目前,临床上常用的抗炎药主要有两类:非甾体抗炎药和甾体类抗炎药。虽然这两类抗炎药都有一定的临床抗炎效果,但是长期大量使用这些药物会产生一系列不良反应、副作用和耐受性,如胃粘膜损伤、肝脏损伤、肾脏损害等,给患者带来了很大的负担和损伤。因此,亟需寻找新的抗炎药物来代替现有非甾体抗炎药和甾体类抗炎药,以解决患者对现有抗炎药的耐受性及现有抗炎药对患者的不良反应。
海洋真菌的次级代谢产物是天然产物的重要组成部分,具有可持续性,对环境友好,代谢产物丰富多样等特点,一直是天然药物筛选的重要源头;同时,海洋真菌的次级代谢产物具有广泛的生理活性,如抗菌、抗肿瘤、免疫调节、抗炎和酶抑制等。
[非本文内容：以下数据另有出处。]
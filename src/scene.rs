// Mesh render system
//
// Owns everything the mesh draw needs besides the pipeline: geometry,
// texture, descriptor sets and one persistently mapped uniform buffer per
// frame slot. The pipeline itself lives in the Renderer, which rebuilds it
// with the swapchain.

use anyhow::{Context, Result};
use ash::vk;
use gpu_allocator::vulkan::{Allocation, AllocationCreateDesc, AllocationScheme};
use gpu_allocator::MemoryLocation;
use std::mem::size_of;
use std::sync::Arc;

use crate::backend::pipeline::FixedFunctionConfig;
use crate::backend::{record_draw, DrawCall, PipelineBuilder, Renderer, VulkanDevice};
use crate::camera::CameraUniform;
use crate::config::{SceneConfig, ShaderConfig};
use crate::mesh::{Mesh, Vertex};
use crate::texture::Texture;

/// Binding 0: camera uniform (vertex), binding 1: texture (fragment)
pub fn descriptor_bindings() -> [vk::DescriptorSetLayoutBinding; 2] {
    [
        vk::DescriptorSetLayoutBinding::builder()
            .binding(0)
            .descriptor_type(vk::DescriptorType::UNIFORM_BUFFER)
            .descriptor_count(1)
            .stage_flags(vk::ShaderStageFlags::VERTEX)
            .build(),
        vk::DescriptorSetLayoutBinding::builder()
            .binding(1)
            .descriptor_type(vk::DescriptorType::COMBINED_IMAGE_SAMPLER)
            .descriptor_count(1)
            .stage_flags(vk::ShaderStageFlags::FRAGMENT)
            .build(),
    ]
}

/// Fixed-function state for the mesh pipeline
pub fn fixed_function() -> FixedFunctionConfig {
    FixedFunctionConfig {
        vertex_layout: Vertex::layout(),
        ..FixedFunctionConfig::default()
    }
}

struct UniformBuffer {
    buffer: vk::Buffer,
    allocation: Option<Allocation>,
}

pub struct MeshRenderer {
    device: Arc<VulkanDevice>,
    uniforms: Vec<UniformBuffer>,
    descriptor_sets: Vec<vk::DescriptorSet>,
    pipeline_layout: vk::PipelineLayout,
    descriptor_set_layout: vk::DescriptorSetLayout,
    texture: Texture,
    mesh: Mesh,
}

impl MeshRenderer {
    /// `slots` must match the renderer's frames in flight
    pub fn new(device: Arc<VulkanDevice>, scene: &SceneConfig, slots: usize) -> Result<Self> {
        let mesh = Mesh::cube(Arc::clone(&device))?;
        let texture = Texture::from_optional_path(Arc::clone(&device), scene.texture.as_deref())?;

        let bindings = descriptor_bindings();
        let layout_info = vk::DescriptorSetLayoutCreateInfo::builder().bindings(&bindings);
        let descriptor_set_layout =
            unsafe { device.device.create_descriptor_set_layout(&layout_info, None) }
                .context("Failed to create descriptor set layout")?;

        // Drop handles partial construction from here on
        let mut system = Self {
            device: Arc::clone(&device),
            uniforms: Vec::with_capacity(slots),
            descriptor_sets: Vec::new(),
            pipeline_layout: vk::PipelineLayout::null(),
            descriptor_set_layout,
            texture,
            mesh,
        };

        let set_layouts = [descriptor_set_layout];
        let pipeline_layout_info = vk::PipelineLayoutCreateInfo::builder().set_layouts(&set_layouts);
        system.pipeline_layout =
            unsafe { device.device.create_pipeline_layout(&pipeline_layout_info, None) }
                .context("Failed to create pipeline layout")?;

        for _ in 0..slots {
            let uniform = system.create_uniform_buffer()?;
            system.uniforms.push(uniform);
        }

        system.allocate_descriptor_sets(slots)?;

        log::info!("Mesh render system ready ({} frame slots)", slots);
        Ok(system)
    }

    fn create_uniform_buffer(&self) -> Result<UniformBuffer> {
        let device = &self.device;
        let buffer_info = vk::BufferCreateInfo::builder()
            .size(size_of::<CameraUniform>() as vk::DeviceSize)
            .usage(vk::BufferUsageFlags::UNIFORM_BUFFER)
            .sharing_mode(vk::SharingMode::EXCLUSIVE);

        let buffer = unsafe { device.device.create_buffer(&buffer_info, None) }
            .context("Failed to create uniform buffer")?;

        let requirements = unsafe { device.device.get_buffer_memory_requirements(buffer) };
        let allocated = device.allocator().allocate(&AllocationCreateDesc {
            name: "camera_uniform",
            requirements,
            location: MemoryLocation::CpuToGpu,
            linear: true,
            allocation_scheme: AllocationScheme::GpuAllocatorManaged,
        });

        let allocation = match allocated {
            Ok(allocation) => allocation,
            Err(e) => {
                unsafe { device.device.destroy_buffer(buffer, None) };
                return Err(e).context("Failed to allocate uniform buffer memory");
            }
        };

        let bound = unsafe {
            device
                .device
                .bind_buffer_memory(buffer, allocation.memory(), allocation.offset())
        };

        let uniform = UniformBuffer {
            buffer,
            allocation: Some(allocation),
        };
        if let Err(e) = bound {
            self.destroy_uniform(uniform);
            return Err(e).context("Failed to bind uniform buffer memory");
        }
        Ok(uniform)
    }

    fn destroy_uniform(&self, mut uniform: UniformBuffer) {
        if let Some(allocation) = uniform.allocation.take() {
            if let Err(e) = self.device.allocator().free(allocation) {
                log::error!("Failed to free uniform allocation: {:?}", e);
            }
        }
        unsafe { self.device.device.destroy_buffer(uniform.buffer, None) };
    }

    fn allocate_descriptor_sets(&mut self, slots: usize) -> Result<()> {
        let layouts = vec![self.descriptor_set_layout; slots];
        let alloc_info = vk::DescriptorSetAllocateInfo::builder()
            .descriptor_pool(self.device.descriptor_pool)
            .set_layouts(&layouts);

        self.descriptor_sets = unsafe { self.device.device.allocate_descriptor_sets(&alloc_info) }
            .context("Failed to allocate descriptor sets")?;

        for (set, uniform) in self.descriptor_sets.iter().zip(&self.uniforms) {
            let buffer_info = [vk::DescriptorBufferInfo {
                buffer: uniform.buffer,
                offset: 0,
                range: size_of::<CameraUniform>() as vk::DeviceSize,
            }];
            let image_info = [vk::DescriptorImageInfo {
                sampler: self.texture.sampler(),
                image_view: self.texture.view(),
                image_layout: vk::ImageLayout::SHADER_READ_ONLY_OPTIMAL,
            }];

            let writes = [
                vk::WriteDescriptorSet::builder()
                    .dst_set(*set)
                    .dst_binding(0)
                    .descriptor_type(vk::DescriptorType::UNIFORM_BUFFER)
                    .buffer_info(&buffer_info)
                    .build(),
                vk::WriteDescriptorSet::builder()
                    .dst_set(*set)
                    .dst_binding(1)
                    .descriptor_type(vk::DescriptorType::COMBINED_IMAGE_SAMPLER)
                    .image_info(&image_info)
                    .build(),
            ];

            unsafe { self.device.device.update_descriptor_sets(&writes, &[]) };
        }
        Ok(())
    }

    /// Pipeline description the renderer rebuilds with every swapchain
    pub fn pipeline_builder(&self, shaders: &ShaderConfig) -> PipelineBuilder {
        PipelineBuilder::new(
            shaders.vertex.clone(),
            shaders.fragment.clone(),
            fixed_function(),
            self.pipeline_layout,
        )
    }

    /// Write the camera for `slot`. Only call once that slot's fence has been
    /// waited on, i.e. after `start_frame`.
    pub fn update_uniform(&mut self, slot: usize, uniform: &CameraUniform) -> Result<()> {
        let allocation = self
            .uniforms
            .get_mut(slot)
            .and_then(|u| u.allocation.as_mut())
            .with_context(|| format!("No uniform buffer for frame slot {}", slot))?;

        let mapped = allocation
            .mapped_slice_mut()
            .context("Uniform buffer memory is not mapped")?;

        let bytes = bytemuck::bytes_of(uniform);
        mapped[..bytes.len()].copy_from_slice(bytes);
        Ok(())
    }

    /// Record the mesh draw into the renderer's open frame
    pub fn record(&self, renderer: &Renderer<VulkanDevice>, cmd: vk::CommandBuffer) -> Result<()> {
        let pipeline = renderer
            .pipeline()
            .context("Renderer has no pipeline to draw with")?;
        let slot = renderer.frame_index();
        let descriptor_set = *self
            .descriptor_sets
            .get(slot)
            .with_context(|| format!("No descriptor set for frame slot {}", slot))?;

        record_draw(
            self.device.as_ref(),
            cmd,
            &DrawCall {
                pipeline: pipeline.handle(),
                layout: pipeline.layout(),
                vertex_buffer: self.mesh.vertex_buffer(),
                index_buffer: self.mesh.index_buffer(),
                index_type: self.mesh.index_type(),
                index_count: self.mesh.index_count(),
                descriptor_set,
                extent: renderer.extent(),
            },
        );
        Ok(())
    }
}

impl Drop for MeshRenderer {
    fn drop(&mut self) {
        // Descriptor sets go back with the pool when the device is destroyed
        for uniform in std::mem::take(&mut self.uniforms) {
            self.destroy_uniform(uniform);
        }
        unsafe {
            if self.pipeline_layout != vk::PipelineLayout::null() {
                self.device
                    .device
                    .destroy_pipeline_layout(self.pipeline_layout, None);
            }
            self.device
                .device
                .destroy_descriptor_set_layout(self.descriptor_set_layout, None);
        }
        log::debug!("Mesh render system destroyed");
    }
}
// Shader hot-reload (file watching)
//
// Watches the directories holding the compiled shaders rather than the files
// themselves: compilers and editors often replace a file instead of writing
// to it, which drops a per-file watch.

use anyhow::{Context, Result};
use notify::{Event, EventKind, RecommendedWatcher, RecursiveMode, Watcher};
use std::collections::HashSet;
use std::ffi::OsString;
use std::path::{Path, PathBuf};
use std::sync::mpsc::{channel, Receiver, TryRecvError};

pub struct ShaderWatcher {
    _watcher: RecommendedWatcher,
    events: Receiver<notify::Result<Event>>,
    file_names: HashSet<OsString>,
}

impl ShaderWatcher {
    pub fn new(paths: &[&Path]) -> Result<Self> {
        let (tx, events) = channel();
        let mut watcher = notify::recommended_watcher(tx).context("Failed to create file watcher")?;

        let mut dirs = HashSet::new();
        let mut file_names = HashSet::new();
        for path in paths {
            let file_name = path
                .file_name()
                .with_context(|| format!("Shader path {:?} has no file name", path))?;
            file_names.insert(file_name.to_os_string());

            let dir = match path.parent() {
                Some(dir) if !dir.as_os_str().is_empty() => dir.to_path_buf(),
                _ => PathBuf::from("."),
            };
            dirs.insert(dir);
        }

        for dir in &dirs {
            watcher
                .watch(dir, RecursiveMode::NonRecursive)
                .with_context(|| format!("Failed to watch {:?}", dir))?;
            log::info!("Watching {:?} for shader changes", dir);
        }

        Ok(Self {
            _watcher: watcher,
            events,
            file_names,
        })
    }

    /// Drains pending events; true if any watched shader changed
    pub fn poll_changed(&self) -> bool {
        let mut changed = false;
        loop {
            match self.events.try_recv() {
                Ok(Ok(event)) => changed |= is_shader_change(&event, &self.file_names),
                Ok(Err(e)) => log::warn!("Shader watcher error: {}", e),
                Err(TryRecvError::Empty) | Err(TryRecvError::Disconnected) => break,
            }
        }
        changed
    }
}

fn is_shader_change(event: &Event, file_names: &HashSet<OsString>) -> bool {
    let writes = matches!(
        event.kind,
        EventKind::Create(_) | EventKind::Modify(_) | EventKind::Any
    );
    writes
        && event.paths.iter().any(|path| {
            path.file_name()
                .is_some_and(|name| file_names.contains(name))
        })
}
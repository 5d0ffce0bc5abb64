// Synchronization primitives
//
// One FrameSync per frame in flight. The fence starts signaled so the first
// wait on a fresh slot returns immediately.

use ash::vk;
use super::error::{RenderResult, VkResultExt};
use super::gpu::Gpu;

/// Frame synchronization - one per frame in flight
#[derive(Debug, Clone, Copy, Default)]
pub struct FrameSync {
    pub image_available: vk::Semaphore,
    pub render_finished: vk::Semaphore,
    pub in_flight_fence: vk::Fence,
}

impl FrameSync {
    /// Creates the three primitives. On failure whatever was already created
    /// is destroyed before returning.
    pub fn new<D: Gpu + ?Sized>(device: &D) -> RenderResult<Self> {
        let mut sync = Self::default();
        let result = (|| -> RenderResult<()> {
            sync.image_available = device.create_semaphore().or_device("vkCreateSemaphore")?;
            sync.render_finished = device.create_semaphore().or_device("vkCreateSemaphore")?;
            sync.in_flight_fence = device.create_fence(true).or_device("vkCreateFence")?;
            Ok(())
        })();

        match result {
            Ok(()) => Ok(sync),
            Err(e) => {
                sync.destroy(device);
                Err(e)
            }
        }
    }

    /// Null handles are skipped
    pub fn destroy<D: Gpu + ?Sized>(&self, device: &D) {
        if self.image_available != vk::Semaphore::null() {
            device.destroy_semaphore(self.image_available);
        }
        if self.render_finished != vk::Semaphore::null() {
            device.destroy_semaphore(self.render_finished);
        }
        if self.in_flight_fence != vk::Fence::null() {
            device.destroy_fence(self.in_flight_fence);
        }
    }
}
impl MockGpu {
    pub fn new() -> Self {
        Self {
            state: RefCell::new(MockState {
                next_handle: 0x1000,
                support: Self::default_support(),
                surface_extents: VecDeque::new(),
                swapchains: HashMap::new(),
                image_views: HashSet::new(),
                render_passes: HashSet::new(),
                framebuffers: HashMap::new(),
                semaphores: HashSet::new(),
                fences: HashMap::new(),
                command_buffers: HashSet::new(),
                shader_modules: HashSet::new(),
                pipelines: HashSet::new(),
                swapchain_log: Vec::new(),
                acquire_script: VecDeque::new(),
                present_script: VecDeque::new(),
                acquire_counter: HashMap::new(),
                commands: Vec::new(),
                calls: Vec::new(),
                submissions: Vec::new(),
                presentations: Vec::new(),
                command_buffer_allocations: 0,
                last_render_pass: None,
                last_pipeline: None,
                framebuffers_created: 0,
                fail_framebuffer_after: None,
                fail_fence: false,
                reject_shaders: false,
                fail_pipeline: None,
            }),
        }
    }

    /// Window-system style surface: extent follows the request, 2..=unbounded images
    pub fn default_support() -> SurfaceSupport {
        SurfaceSupport {
            capabilities: vk::SurfaceCapabilitiesKHR {
                min_image_count: 2,
                max_image_count: 0,
                current_extent: vk::Extent2D {
                    width: u32::MAX,
                    height: u32::MAX,
                },
                min_image_extent: vk::Extent2D { width: 1, height: 1 },
                max_image_extent: vk::Extent2D {
                    width: 4096,
                    height: 4096,
                },
                max_image_array_layers: 1,
                current_transform: vk::SurfaceTransformFlagsKHR::IDENTITY,
                ..Default::default()
            },
            formats: vec![
                vk::SurfaceFormatKHR {
                    format: vk::Format::B8G8R8A8_UNORM,
                    color_space: vk::ColorSpaceKHR::SRGB_NONLINEAR,
                },
                vk::SurfaceFormatKHR {
                    format: vk::Format::R8G8B8A8_SRGB,
                    color_space: vk::ColorSpaceKHR::SRGB_NONLINEAR,
                },
            ],
            present_modes: vec![vk::PresentModeKHR::FIFO, vk::PresentModeKHR::MAILBOX],
        }
    }

    fn next<H: Handle>(state: &mut MockState) -> H {
        state.next_handle += 1;
        H::from_raw(state.next_handle)
    }

    // ── scripting ──────────────────────────────────────────────────────────

    pub fn set_surface_support(&self, support: SurfaceSupport) {
        self.state.borrow_mut().support = support;
    }

    /// Each surface query takes the next `current_extent`; the last one sticks
    pub fn script_surface_extents(&self, extents: &[(u32, u32)]) {
        self.state.borrow_mut().surface_extents.extend(extents.iter().copied());
    }

    pub fn script_acquire(&self, result: VkResult<(u32, bool)>) {
        self.state.borrow_mut().acquire_script.push_back(result);
    }

    pub fn script_present(&self, result: VkResult<bool>) {
        self.state.borrow_mut().present_script.push_back(result);
    }

    /// Framebuffer creation fails once `n` framebuffers have been created
    pub fn fail_framebuffer_after(&self, n: usize) {
        let mut s = self.state.borrow_mut();
        s.fail_framebuffer_after = Some(s.framebuffers_created + n);
    }

    pub fn fail_fence_creation(&self, fail: bool) {
        self.state.borrow_mut().fail_fence = fail;
    }

    pub fn reject_shaders(&self, reject: bool) {
        self.state.borrow_mut().reject_shaders = reject;
    }

    pub fn fail_pipeline(&self, result: Option<vk::Result>) {
        self.state.borrow_mut().fail_pipeline = result;
    }

    // ── inspection ─────────────────────────────────────────────────────────

    pub fn live_swapchains(&self) -> usize {
        self.state.borrow().swapchains.len()
    }
    pub fn live_image_views(&self) -> usize {
        self.state.borrow().image_views.len()
    }
    pub fn live_render_passes(&self) -> usize {
        self.state.borrow().render_passes.len()
    }
    pub fn live_framebuffers(&self) -> usize {
        self.state.borrow().framebuffers.len()
    }
    pub fn live_semaphores(&self) -> usize {
        self.state.borrow().semaphores.len()
    }
    pub fn live_fences(&self) -> usize {
        self.state.borrow().fences.len()
    }
    pub fn live_command_buffers(&self) -> usize {
        self.state.borrow().command_buffers.len()
    }
    pub fn live_shader_modules(&self) -> usize {
        self.state.borrow().shader_modules.len()
    }
    pub fn live_pipelines(&self) -> usize {
        self.state.borrow().pipelines.len()
    }

    /// Every fake handle that has not been destroyed
    pub fn live_total(&self) -> usize {
        self.live_swapchains()
            + self.live_image_views()
            + self.live_render_passes()
            + self.live_framebuffers()
            + self.live_semaphores()
            + self.live_fences()
            + self.live_command_buffers()
            + self.live_shader_modules()
            + self.live_pipelines()
    }

    pub fn is_live_swapchain(&self, swapchain: vk::SwapchainKHR) -> bool {
        self.state.borrow().swapchains.contains_key(&swapchain.as_raw())
    }

    pub fn fence_signaled(&self, fence: vk::Fence) -> bool {
        self.state
            .borrow()
            .fences
            .get(&fence.as_raw())
            .copied()
            .unwrap_or(false)
    }

    pub fn framebuffer_render_pass(&self, framebuffer: vk::Framebuffer) -> Option<vk::RenderPass> {
        self.state
            .borrow()
            .framebuffers
            .get(&framebuffer.as_raw())
            .map(|&rp| vk::RenderPass::from_raw(rp))
    }

    pub fn swapchain_log(&self) -> Vec<SwapchainCreation> {
        self.state.borrow().swapchain_log.clone()
    }

    pub fn commands(&self) -> Vec<(vk::CommandBuffer, Recorded)> {
        self.state.borrow().commands.clone()
    }

    pub fn commands_for(&self, cmd: vk::CommandBuffer) -> Vec<Recorded> {
        self.state
            .borrow()
            .commands
            .iter()
            .filter(|(c, _)| *c == cmd)
            .map(|(_, r)| r.clone())
            .collect()
    }

    pub fn clear_commands(&self) {
        self.state.borrow_mut().commands.clear();
    }

    /// Names of the lifecycle calls in the order they happened
    pub fn calls(&self) -> Vec<&'static str> {
        self.state.borrow().calls.clone()
    }

    pub fn count_calls(&self, name: &str) -> usize {
        self.state.borrow().calls.iter().filter(|c| **c == name).count()
    }

    pub fn submissions(&self) -> Vec<Submission> {
        self.state.borrow().submissions.clone()
    }

    pub fn presentations(&self) -> Vec<Presentation> {
        self.state.borrow().presentations.clone()
    }

    pub fn command_buffer_allocations(&self) -> u32 {
        self.state.borrow().command_buffer_allocations
    }

    pub fn last_render_pass(&self) -> Option<RenderPassSummary> {
        self.state.borrow().last_render_pass
    }

    pub fn last_pipeline(&self) -> Option<PipelineSummary> {
        self.state.borrow().last_pipeline.clone()
    }

    fn call(&self, name: &'static str) {
        self.state.borrow_mut().calls.push(name);
    }

    fn record(&self, cmd: vk::CommandBuffer, what: Recorded) {
        self.state.borrow_mut().commands.push((cmd, what));
    }
}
目前,从海洋真菌中寻找新的药源分子已成为国际国内研究的热点。本申请人在前期的研究工作中,从海蟹躯干中分离筛选得到了一株海洋真菌Diaporthe sp.GZU-1021,并由该真菌发酵生产得到了一种萘醌类化合物,该化合物具有很好的抗炎活性,能够显著抑制LPS诱导的NO产生,表明海洋真菌在发酵生产具有抗炎活性的化合物方面具有潜能。因此,分离筛选更多的海洋真菌来发酵生产更多具有抗炎活性的化合物,对于治疗炎症类疾病具有重要意义。
发明内容
本发明要解决的技术问题是克服现有抗炎药对患者具有副作用、不良反应和耐受性的缺陷和不足,提供一株海洋真菌来源的新型骨架杂萜衍生物及其在制备抗炎药物中的应用。
本发明的目的是提供一株海洋真菌Aspergillus terreus GZU-311。
本发明另一目的是提供所述海洋真菌Aspergillus terreus GZU-311在发酵生产杂萜类衍生物中的应用。
本发明又一目的是提供一种杂萜类衍生物。
本发明又一目的是提供所述杂萜类衍生物的制备方法。
本发明再一目的是提供所述杂萜类衍生物在制备抗炎药物中的应用。
本发明上述目的通过以下技术方案实现:
本发明首先提供了一株海洋真菌Aspergillus terreus GZU-311,该菌株已于2019年12月17日保藏于广东省微生物菌种保藏中心,其保藏号为GDMCC No:60789,保藏地址为广州市先烈中路100号大院59号楼5楼广东省微生物研究所。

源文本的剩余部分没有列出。